- Born: July 24, 1964 (age 62) Minneapolis, Minnesota, U.S.
- Education: Saint John's University (BA) Boston University (MA)
- Occupations: Author, journalist
- Spouse: Maria Rosengren
- Children: 2
- Writing career
- Notable works: Hammerin' Hank, George Almighty, and the Say Hey Kid (2008) The Fight of Their Lives (2014)
- Website: johnrosengren.net

= John Rosengren =

American writer and author (born 1964)

John Rosengren (born July 24, 1964) is an American award-winning writer and journalist, and the author of ten books, mostly on sports.

==Personal life==
Rosengren was born in Minneapolis, Minnesota on July 24, 1964. He holds a master's degree in creative writing from Boston University and a bachelor's degree from Saint John's University.

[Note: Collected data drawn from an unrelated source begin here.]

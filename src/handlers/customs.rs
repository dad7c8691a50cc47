use axum::{
    extract::{Path, State},
    routing::put,
    Json, Router,
};
use uuid::Uuid;

use crate::auth::CurrentUser;
use crate::entities::customs_entry;
use crate::services::customs::UpdateCustomsEntryRequest;
use crate::{ApiResponse, ApiResult, AppState};

pub fn routes() -> Router<AppState> {
    Router::new().route("/:id", put(update_customs_entry))
}

/// Reaching `Cleared` stamps `cleared_date` once; later updates leave
/// the original stamp.
#[utoipa::path(
    put,
    path = "/api/v1/customs/{id}",
    params(("id" = Uuid, Path, description = "Customs entry id")),
    request_body = UpdateCustomsEntryRequest,
    responses(
        (status = 200, description = "Customs entry updated"),
        (status = 400, description = "Unknown customs status"),
        (status = 404, description = "Customs entry not found")
    ),
    security(("bearer_auth" = [])),
    tag = "customs"
)]
pub async fn update_customs_entry(
    State(state): State<AppState>,
    _current_user: CurrentUser,
    Path(id): Path<Uuid>,
    Json(request): Json<UpdateCustomsEntryRequest>,
) -> ApiResult<customs_entry::Model> {
    let entry = state.services.customs.update_entry(id, request).await?;
    Ok(Json(ApiResponse::success(entry)))
}
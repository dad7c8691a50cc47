use sea_orm_migration::prelude::*;

#[derive(DeriveMigrationName)]
pub struct Migration;

#[async_trait::async_trait]
impl MigrationTrait for Migration {
    async fn up(&self, manager: &SchemaManager) -> Result<(), DbErr> {
        manager
            .create_table(
                Table::create()
                    .table(Shipments::Table)
                    .if_not_exists()
                    .col(ColumnDef::new(Shipments::Id).uuid().not_null().primary_key())
                    .col(ColumnDef::new(Shipments::OrderId).uuid().not_null())
                    .col(
                        ColumnDef::new(Shipments::TrackingNumber)
                            .string_len(100)
                            .not_null()
                            .unique_key(),
                    )
                    .col(ColumnDef::new(Shipments::Carrier).string_len(100))
                    .col(
                        ColumnDef::new(Shipments::CurrentStatus)
                            .string_len(50)
                            .not_null()
                            .default("Label Created"),
                    )
                    .col(ColumnDef::new(Shipments::CurrentLocation).string_len(255))
                    .col(ColumnDef::new(Shipments::EstimatedDeliveryDate).date())
                    .col(ColumnDef::new(Shipments::ActualDeliveryDate).timestamp_with_time_zone())
                    .col(
                        ColumnDef::new(Shipments::LastStatusUpdate)
                            .timestamp_with_time_zone()
                            .not_null(),
                    )
                    .col(ColumnDef::new(Shipments::Origin).string_len(255))
                    .col(ColumnDef::new(Shipments::Destination).string_len(255))
                    .col(ColumnDef::new(Shipments::WeightKg).decimal_len(10, 2))
                    .col(ColumnDef::new(Shipments::Pieces).integer())
                    .col(ColumnDef::new(Shipments::AssignedUserId).uuid())
                    .col(ColumnDef::new(Shipments::AssignedBy).string_len(255))
                    .col(ColumnDef::new(Shipments::Notes).text())
                    .col(
                        ColumnDef::new(Shipments::CreatedAt)
                            .timestamp_with_time_zone()
                            .not_null(),
                    )
                    .col(
                        ColumnDef::new(Shipments::UpdatedAt)
                            .timestamp_with_time_zone()
                            .not_null(),
                    )
                    .foreign_key(
                        ForeignKey::create()
                            .name("fk_shipments_order")
                            .from(Shipments::Table, Shipments::OrderId)
                            .to(Orders::Table, Orders::Id)
                            .on_delete(ForeignKeyAction::Cascade),
                    )
                    .foreign_key(
                        ForeignKey::create()
                            .name("fk_shipments_assigned_user")
                            .from(Shipments::Table, Shipments::AssignedUserId)
                            .to(Users::Table, Users::Id)
                            .on_delete(ForeignKeyAction::SetNull),
                    )
                    .to_owned(),
            )
            .await
    }

    async fn down(&self, manager: &SchemaManager) -> Result<(), DbErr> {
        manager
            .drop_table(Table::drop().table(Shipments::Table).to_owned())
            .await
    }
}

#[derive(DeriveIden)]
enum Shipments {
    Table,
    Id,
    OrderId,
    TrackingNumber,
    Carrier,
    CurrentStatus,
    CurrentLocation,
    EstimatedDeliveryDate,
    ActualDeliveryDate,
    LastStatusUpdate,
    Origin,
    Destination,
    WeightKg,
    Pieces,
    AssignedUserId,
    AssignedBy,
    Notes,
    CreatedAt,
    UpdatedAt,
}

#[derive(DeriveIden)]
enum Orders {
    Table,
    Id,
}

#[derive(DeriveIden)]
enum Users {
    Table,
    Id,
}
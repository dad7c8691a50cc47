use crate::{
    db::DbPool,
    entities::cost_breakdown::{self, ActiveModel as CostActiveModel, Entity as CostEntity},
    entities::order::Entity as OrderEntity,
    errors::ServiceError,
};
use rust_decimal::Decimal;
use sea_orm::{
    ActiveModelTrait, ColumnTrait, EntityTrait, QueryFilter, QueryOrder, Set,
};
use serde::{Deserialize, Serialize};
use std::sync::Arc;
use tracing::{info, instrument};
use utoipa::ToSchema;
use uuid::Uuid;

const COST_TYPES: [&str; 6] = [
    "Goods",
    "Freight",
    "Customs",
    "Insurance",
    "Handling",
    "Other",
];

#[derive(Debug, Serialize, Deserialize, ToSchema)]
#[serde(deny_unknown_fields)]
pub struct AddCostLineRequest {
    pub cost_type: String,
    pub description: Option<String>,
    pub amount: Decimal,
    /// Defaults to the order's currency.
    pub currency: Option<String>,
}

/// Cost breakdown lines per order.
#[derive(Clone)]
pub struct CostService {
    db_pool: Arc<DbPool>,
}

impl CostService {
    pub fn new(db_pool: Arc<DbPool>) -> Self {
        Self { db_pool }
    }

    #[instrument(skip(self, request), fields(cost_type = %request.cost_type))]
    pub async fn add_line(
        &self,
        order_id: Uuid,
        request: AddCostLineRequest,
    ) -> Result<cost_breakdown::Model, ServiceError> {
        if !COST_TYPES.contains(&request.cost_type.as_str()) {
            return Err(ServiceError::ValidationError(format!(
                "cost_type must be one of: {}",
                COST_TYPES.join(", ")
            )));
        }
        if request.amount < Decimal::ZERO {
            return Err(ServiceError::ValidationError(
                "amount must not be negative".into(),
            ));
        }

        let db = &*self.db_pool;
        let order = OrderEntity::find_by_id(order_id)
            .one(db)
            .await
            .map_err(ServiceError::DatabaseError)?
            .ok_or_else(|| ServiceError::NotFound("Order not found".to_string()))?;

        let model = CostActiveModel {
            order_id: Set(order_id),
            cost_type: Set(request.cost_type),
            description: Set(request.description),
            amount: Set(request.amount),
            currency: Set(request.currency.unwrap_or(order.currency)),
            ..Default::default()
        }
        .insert(db)
        .await
        .map_err(ServiceError::DatabaseError)?;

        info!(order_id = %order_id, cost_line_id = %model.id, "cost line added");
        Ok(model)
    }

    /// Lines for an order, oldest first, plus their total.
    #[instrument(skip(self))]
    pub async fn list_for_order(
        &self,
        order_id: Uuid,
    ) -> Result<(Vec<cost_breakdown::Model>, Decimal), ServiceError> {
        let db = &*self.db_pool;
        OrderEntity::find_by_id(order_id)
            .one(db)
            .await
            .map_err(ServiceError::DatabaseError)?
            .ok_or_else(|| ServiceError::NotFound("Order not found".to_string()))?;
        let lines = CostEntity::find()
            .filter(cost_breakdown::Column::OrderId.eq(order_id))
            .order_by_asc(cost_breakdown::Column::CreatedAt)
            .all(db)
            .await
            .map_err(ServiceError::DatabaseError)?;
        let total = lines.iter().map(|line| line.amount).sum();
        Ok((lines, total))
    }

    #[instrument(skip(self))]
    pub async fn delete_line(&self, line_id: Uuid) -> Result<(), ServiceError> {
        let db = &*self.db_pool;
        let result = CostEntity::delete_by_id(line_id)
            .exec(db)
            .await
            .map_err(ServiceError::DatabaseError)?;
        if result.rows_affected == 0 {
            return Err(ServiceError::NotFound("Cost line not found".to_string()));
        }
        info!(cost_line_id = %line_id, "cost line deleted");
        Ok(())
    }
}
use sea_orm_migration::prelude::*;

#[derive(DeriveMigrationName)]
pub struct Migration;

#[async_trait::async_trait]
impl MigrationTrait for Migration {
    async fn up(&self, manager: &SchemaManager) -> Result<(), DbErr> {
        manager
            .create_table(
                Table::create()
                    .table(Orders::Table)
                    .if_not_exists()
                    .col(ColumnDef::new(Orders::Id).uuid().not_null().primary_key())
                    .col(
                        ColumnDef::new(Orders::OrderNumber)
                            .string_len(50)
                            .not_null()
                            .unique_key(),
                    )
                    .col(ColumnDef::new(Orders::PoNumber).string_len(100))
                    .col(ColumnDef::new(Orders::RfqNumber).string_len(100))
                    .col(ColumnDef::new(Orders::ProjectId).uuid())
                    .col(ColumnDef::new(Orders::SupplierId).uuid())
                    .col(ColumnDef::new(Orders::CreatedById).uuid())
                    .col(ColumnDef::new(Orders::Description).text().not_null())
                    .col(
                        ColumnDef::new(Orders::Quantity)
                            .decimal_len(14, 2)
                            .not_null()
                            .default(1),
                    )
                    .col(
                        ColumnDef::new(Orders::UnitPrice)
                            .decimal_len(14, 2)
                            .not_null()
                            .default(0),
                    )
                    .col(
                        ColumnDef::new(Orders::TotalAmount)
                            .decimal_len(14, 2)
                            .not_null()
                            .default(0),
                    )
                    .col(
                        ColumnDef::new(Orders::Currency)
                            .string_len(3)
                            .not_null()
                            .default("QAR"),
                    )
                    .col(ColumnDef::new(Orders::OrderDate).date().not_null())
                    .col(ColumnDef::new(Orders::RequestedDeliveryDate).date())
                    .col(ColumnDef::new(Orders::PromisedDeliveryDate).date())
                    .col(ColumnDef::new(Orders::ActualDeliveryDate).timestamp_with_time_zone())
                    .col(
                        ColumnDef::new(Orders::Status)
                            .string_len(50)
                            .not_null()
                            .default("Draft"),
                    )
                    .col(ColumnDef::new(Orders::PreviousStatus).string_len(50))
                    .col(ColumnDef::new(Orders::StatusChangedAt).timestamp_with_time_zone())
                    .col(ColumnDef::new(Orders::StatusChangedBy).string_len(255))
                    .col(
                        ColumnDef::new(Orders::Priority)
                            .string_len(20)
                            .not_null()
                            .default("Normal"),
                    )
                    .col(ColumnDef::new(Orders::AssignedUserId).uuid())
                    .col(ColumnDef::new(Orders::AssignedBy).string_len(255))
                    .col(ColumnDef::new(Orders::ShippingMethod).string_len(100))
                    .col(ColumnDef::new(Orders::Incoterm).string_len(20))
                    .col(ColumnDef::new(Orders::Notes).text())
                    .col(
                        ColumnDef::new(Orders::CreatedAt)
                            .timestamp_with_time_zone()
                            .not_null(),
                    )
                    .col(
                        ColumnDef::new(Orders::UpdatedAt)
                            .timestamp_with_time_zone()
                            .not_null(),
                    )
                    .foreign_key(
                        ForeignKey::create()
                            .name("fk_orders_project")
                            .from(Orders::Table, Orders::ProjectId)
                            .to(Projects::Table, Projects::Id)
                            .on_delete(ForeignKeyAction::SetNull),
                    )
                    .foreign_key(
                        ForeignKey::create()
                            .name("fk_orders_supplier")
                            .from(Orders::Table, Orders::SupplierId)
                            .to(Suppliers::Table, Suppliers::Id)
                            .on_delete(ForeignKeyAction::SetNull),
                    )
                    .foreign_key(
                        ForeignKey::create()
                            .name("fk_orders_created_by")
                            .from(Orders::Table, Orders::CreatedById)
                            .to(Users::Table, Users::Id)
                            .on_delete(ForeignKeyAction::SetNull),
                    )
                    .foreign_key(
                        ForeignKey::create()
                            .name("fk_orders_assigned_user")
                            .from(Orders::Table, Orders::AssignedUserId)
                            .to(Users::Table, Users::Id)
                            .on_delete(ForeignKeyAction::SetNull),
                    )
                    .to_owned(),
            )
            .await
    }

    async fn down(&self, manager: &SchemaManager) -> Result<(), DbErr> {
        manager
            .drop_table(Table::drop().table(Orders::Table).to_owned())
            .await
    }
}

#[derive(DeriveIden)]
enum Orders {
    Table,
    Id,
    OrderNumber,
    PoNumber,
    RfqNumber,
    ProjectId,
    SupplierId,
    CreatedById,
    Description,
    Quantity,
    UnitPrice,
    TotalAmount,
    Currency,
    OrderDate,
    RequestedDeliveryDate,
    PromisedDeliveryDate,
    ActualDeliveryDate,
    Status,
    PreviousStatus,
    StatusChangedAt,
    StatusChangedBy,
    Priority,
    AssignedUserId,
    AssignedBy,
    ShippingMethod,
    Incoterm,
    Notes,
    CreatedAt,
    UpdatedAt,
}

#[derive(DeriveIden)]
enum Projects {
    Table,
    Id,
}

#[derive(DeriveIden)]
enum Suppliers {
    Table,
    Id,
}

#[derive(DeriveIden)]
enum Users {
    Table,
    Id,
}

He and his wife Maria have two children; a daughter, Alison, and a son, Brendan. They reside in Minneapolis.

==Career==
His feature articles, profiles and essays have appeared in more than 100 publications, including The Atlantic, GQ, The New Yorker, and Sports Illustrated. He has written eight non-fiction books, mostly on sports, as well as two works of fiction.

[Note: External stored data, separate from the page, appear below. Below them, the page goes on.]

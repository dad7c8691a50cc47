use crate::{
    db::DbPool,
    entities::notification::{self, Entity as NotificationEntity},
    errors::ServiceError,
};
use chrono::Utc;
use sea_orm::{
    ActiveModelTrait, ColumnTrait, EntityTrait, PaginatorTrait, QueryFilter, QueryOrder, Set,
    TransactionTrait,
};
use std::sync::Arc;
use tracing::{info, instrument};
use uuid::Uuid;

/// Read-state over the notification inbox. Rows are created by the
/// assignment dispatcher; the only mutation here is the recipient
/// marking them read.
#[derive(Clone)]
pub struct NotificationService {
    db_pool: Arc<DbPool>,
}

impl NotificationService {
    pub fn new(db_pool: Arc<DbPool>) -> Self {
        Self { db_pool }
    }

    /// Unread notifications for a user, newest first.
    #[instrument(skip(self))]
    pub async fn list_unread(
        &self,
        user_id: Uuid,
    ) -> Result<Vec<notification::Model>, ServiceError> {
        let db = &*self.db_pool;
        NotificationEntity::find()
            .filter(notification::Column::UserId.eq(user_id))
            .filter(notification::Column::IsRead.eq(false))
            .order_by_desc(notification::Column::CreatedAt)
            .all(db)
            .await
            .map_err(ServiceError::DatabaseError)
    }

    /// Marks every unread notification for the user read, stamping
    /// `read_at` with one shared timestamp. Idempotent: a second call
    /// finds nothing unread and changes nothing.
    #[instrument(skip(self))]
    pub async fn mark_all_read(&self, user_id: Uuid) -> Result<u64, ServiceError> {
        let db = &*self.db_pool;
        let txn = db.begin().await.map_err(ServiceError::DatabaseError)?;

        let unread = NotificationEntity::find()
            .filter(notification::Column::UserId.eq(user_id))
            .filter(notification::Column::IsRead.eq(false))
            .all(&txn)
            .await
            .map_err(ServiceError::DatabaseError)?;

        let now = Utc::now();
        let count = unread.len() as u64;
        for model in unread {
            let mut active: notification::ActiveModel = model.into();
            active.is_read = Set(true);
            active.read_at = Set(Some(now));
            active
                .update(&txn)
                .await
                .map_err(ServiceError::DatabaseError)?;
        }

        txn.commit().await.map_err(ServiceError::DatabaseError)?;
        if count > 0 {
            info!(user_id = %user_id, count, "notifications marked read");
        }
        Ok(count)
    }

    /// Full inbox for a user, paginated, newest first.
    #[instrument(skip(self))]
    pub async fn list_for_user(
        &self,
        user_id: Uuid,
        page: u64,
        per_page: u64,
    ) -> Result<(Vec<notification::Model>, u64), ServiceError> {
        let db = &*self.db_pool;
        let paginator = NotificationEntity::find()
            .filter(notification::Column::UserId.eq(user_id))
            .order_by_desc(notification::Column::CreatedAt)
            .paginate(db, per_page);
        let total = paginator
            .num_items()
            .await
            .map_err(ServiceError::DatabaseError)?;
        let notifications = paginator
            .fetch_page(page.saturating_sub(1))
            .await
            .map_err(ServiceError::DatabaseError)?;
        Ok((notifications, total))
    }

    #[instrument(skip(self))]
    pub async fn count_unread(&self, user_id: Uuid) -> Result<u64, ServiceError> {
        let db = &*self.db_pool;
        NotificationEntity::find()
            .filter(notification::Column::UserId.eq(user_id))
            .filter(notification::Column::IsRead.eq(false))
            .count(db)
            .await
            .map_err(ServiceError::DatabaseError)
    }
}

#[cfg(test)]
mod tests {
    use super::*;
    use crate::entities::user;
    use sea_orm::Database;
    use sea_orm_migration::MigratorTrait;

    async fn setup() -> (NotificationService, Arc<DbPool>) {
        let db = Database::connect("sqlite::memory:")
            .await
            .expect("sqlite connection");
        migrations::Migrator::up(&db, None)
            .await
            .expect("migrations");
        let db = Arc::new(db);
        (NotificationService::new(db.clone()), db)
    }

    async fn seed_user(db: &DbPool) -> Uuid {
        user::ActiveModel {
            username: Set("reader".into()),
            email: Set("reader@example.com".into()),
            password_hash: Set("x".into()),
            full_name: Set("Reader".into()),
            role: Set("user".into()),
            is_active: Set(true),
            ..Default::default()
        }
        .insert(db)
        .await
        .unwrap()
        .id
    }

    async fn seed_notification(db: &DbPool, user_id: Uuid, title: &str) {
        notification::ActiveModel {
            user_id: Set(user_id),
            notification_type: Set("Assignment".into()),
            title: Set(title.into()),
            message: Set("m".into()),
            is_read: Set(false),
            ..Default::default()
        }
        .insert(db)
        .await
        .unwrap();
    }

    #[tokio::test]
    async fn mark_all_read_empties_unread_and_is_idempotent() {
        let (service, db) = setup().await;
        let user_id = seed_user(&db).await;
        seed_notification(&db, user_id, "one").await;
        seed_notification(&db, user_id, "two").await;

        assert_eq!(service.list_unread(user_id).await.unwrap().len(), 2);

        let affected = service.mark_all_read(user_id).await.unwrap();
        assert_eq!(affected, 2);
        assert!(service.list_unread(user_id).await.unwrap().is_empty());

        // Second call is a no-op with the same end state.
        let affected = service.mark_all_read(user_id).await.unwrap();
        assert_eq!(affected, 0);
        assert!(service.list_unread(user_id).await.unwrap().is_empty());

        let (all, total) = service.list_for_user(user_id, 1, 20).await.unwrap();
        assert_eq!(total, 2);
        assert!(all.iter().all(|n| n.is_read && n.read_at.is_some()));
    }

    #[tokio::test]
    async fn unread_count_tracks_read_state() {
        let (service, db) = setup().await;
        let user_id = seed_user(&db).await;
        seed_notification(&db, user_id, "one").await;
        assert_eq!(service.count_unread(user_id).await.unwrap(), 1);
        service.mark_all_read(user_id).await.unwrap();
        assert_eq!(service.count_unread(user_id).await.unwrap(), 0);
    }

    #[tokio::test]
    async fn unread_listing_is_scoped_to_the_user() {
        let (service, db) = setup().await;
        let user_id = seed_user(&db).await;
        let other = user::ActiveModel {
            username: Set("other".into()),
            email: Set("other@example.com".into()),
            password_hash: Set("x".into()),
            full_name: Set("Other".into()),
            role: Set("user".into()),
            is_active: Set(true),
            ..Default::default()
        }
        .insert(&*db)
        .await
        .unwrap();
        seed_notification(&db, user_id, "mine").await;
        seed_notification(&db, other.id, "theirs").await;

        let unread = service.list_unread(user_id).await.unwrap();
        assert_eq!(unread.len(), 1);
        assert_eq!(unread[0].title, "mine");
    }
}
use async_trait::async_trait;
use chrono::{DateTime, NaiveDate, Utc};
use sea_orm::entity::prelude::*;
use sea_orm::Set;
use serde::{Deserialize, Serialize};

#[derive(Clone, Debug, PartialEq, Eq, DeriveEntityModel, Serialize, Deserialize)]
#[sea_orm(table_name = "projects")]
pub struct Model {
    #[sea_orm(primary_key, auto_increment = false)]
    pub id: Uuid,
    pub name: String,
    #[sea_orm(unique)]
    pub code: String,
    pub description: Option<String>,
    pub status: String,
    pub start_date: Option<NaiveDate>,
    pub end_date: Option<NaiveDate>,
    pub budget: Option<Decimal>,
    pub currency: String,
    pub location: Option<String>,
    pub assigned_user_id: Option<Uuid>,
    pub assigned_by: Option<String>,
    pub created_at: DateTime<Utc>,
    pub updated_at: DateTime<Utc>,
}

#[derive(Copy, Clone, Debug, EnumIter, DeriveRelation)]
pub enum Relation {
    #[sea_orm(has_many = "super::order::Entity")]
    Order,
    #[sea_orm(has_many = "super::document::Entity")]
    Document,
    #[sea_orm(
        belongs_to = "super::user::Entity",
        from = "Column::AssignedUserId",
        to = "super::user::Column::Id"
    )]
    AssignedUser,
}

impl Related<super::order::Entity> for Entity {
    fn to() -> RelationDef {
        Relation::Order.def()
    }
}

impl Related<super::document::Entity> for Entity {
    fn to() -> RelationDef {
        Relation::Document.def()
    }
}

impl Related<super::user::Entity> for Entity {
    fn to() -> RelationDef {
        Relation::AssignedUser.def()
    }
}

#[async_trait]
impl ActiveModelBehavior for ActiveModel {
    async fn before_save<C>(mut self, _db: &C, insert: bool) -> Result<Self, DbErr>
    where
        C: ConnectionTrait,
    {
        let now = Utc::now();
        if insert {
            if self.id.is_not_set() {
                self.id = Set(Uuid::new_v4());
            }
            if self.created_at.is_not_set() {
                self.created_at = Set(now);
            }
        }
        self.updated_at = Set(now);
        Ok(self)
    }
}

He wrote a book called Blades of Glory which followed the Jefferson High School boys hockey team in Bloomington, Minnesota and their 2000-2001 championship season.

Notably, Rosengren has written a well-received biography on Jewish Baseball Hall of Famer Hank Greenberg, Hank Greenberg: The Hero of Heroes. He was the author of Esera Tuaolo's autobiography, entitled Alone in the Trenches: My Life as a Gay Player in the NFL.

Rosengren has won numerous awards for his books and magazine articles. His 10,000-word exposé in The Atlantic, entitled "How Casinos Enable Gambling Addicts" won the 2017 Donald Robinson Award for Investigative Journalism and was nominated for a National Magazine Award and a Pulitzer Prize.

Two of his books were finalists for the Casey Award: Hammerin’ Hank, George Almighty and the Say Hey Kid: The Year that Changed Baseball Forever, an account of the 1973 Major League Baseball season, in 2008; and The Fight of Their Lives, an account of the infamous 1965 incident between Juan Marichal and John Roseboro and its aftermath, in 2014.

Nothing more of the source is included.